But Arbelaez is still worried. The trucks and SUVs that have taken over US roads in the past two decades protect their own passengers exceptionally well. But many of the same qualities that help a vehicle’s safety rating—including increased frame stiffness, size, and weight—also make them more of a menace to everyone else. Vehicle safety standards mostly reflect the safety of people inside a vehicle, not those outside. And despite improvements in safety technology and car design, heavier vehicles have contributed to increasing road deaths in recent years, according to data from the US National Highway Traffic Safety Administration—particularly among pedestrians, cyclists, and people driving smaller vehicles. Now EVs are tipping the scales even further. They often combine the beefy dimensions of supersize SUVs with a battery that itself weighs as much as a small sedan. Oh, and also blazing acceleration.
When WIRED put that to General Motors, spokesperson Mikhael Farah pointed to data linking pedestrian deaths to factors such as worsening pedestrian infrastructure and more speeding and drunk driving. (The same research noted that deaths due to SUVs were increasing faster than those due to cars, and that crashes involving heavier vehicles are generally more severe.) The company also pointed to safety features of the Hummer, such as upsized brakes and crash avoidance systems.
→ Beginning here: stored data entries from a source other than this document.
//! Tracing subscriber setup

use std::path::PathBuf;

pub fn resolve_log_dir() -> Result<PathBuf, String> {
    let cwd = std::env::current_dir()
        .map_err(|e| format!("Failed to resolve current directory: {e}"))?;
    Ok(cwd.join("log"))
}

/// Filter used when `RUST_LOG` is not set
pub fn default_directive(level: &str) -> String {
    format!("media_queue={}", level)
}

/// Install the global subscriber. `RUST_LOG` wins over `level`. Repeated calls
/// are ignored.
pub fn init_tracing(level: &str) {
    let filter = tracing_subscriber::EnvFilter::try_from_default_env()
        .unwrap_or_else(|_| default_directive(level).into());

    #[cfg(feature = "local-logging")]
    {
        use std::sync::OnceLock;
        use tracing_appender::non_blocking::WorkerGuard;

        static LOG_GUARD: OnceLock<WorkerGuard> = OnceLock::new();

        let log_dir = match resolve_log_dir() {
            Ok(dir) => dir,
            Err(err) => {
                eprintln!("{err}");
                let _ = tracing_subscriber::fmt().with_env_filter(filter).try_init();
                return;
            }
        };

        if let Err(err) = std::fs::create_dir_all(&log_dir) {
            eprintln!("Failed to create log directory: {err}");
            let _ = tracing_subscriber::fmt().with_env_filter(filter).try_init();
            return;
        }

        let file_appender = tracing_appender::rolling::never(&log_dir, "backend.log");
        let (non_blocking, guard) = tracing_appender::non_blocking(file_appender);
        let _ = LOG_GUARD.set(guard);

        let _ = tracing_subscriber::fmt()
            .with_env_filter(filter)
            .with_writer(non_blocking)
            .with_ansi(false)
            .try_init();
    }

    #[cfg(not(feature = "local-logging"))]
    {
        let _ = tracing_subscriber::fmt()
            .with_env_filter(filter)
            .with_target(false)
            .try_init();
    }
}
But Arbelaez is not alone in his concerns. Last month, in a speech to fellow safety experts, Jennifer Homendy, head of the US National Transportation Safety Board, made special mention of the “unintended consequences” of EVs—not just Hummers, but also electric Volvos, Fords, and Toyotas that carry thousands of pounds of extra weight beyond conventional cars of a similar size. “That has a significant impact on safety for all road users,” she said.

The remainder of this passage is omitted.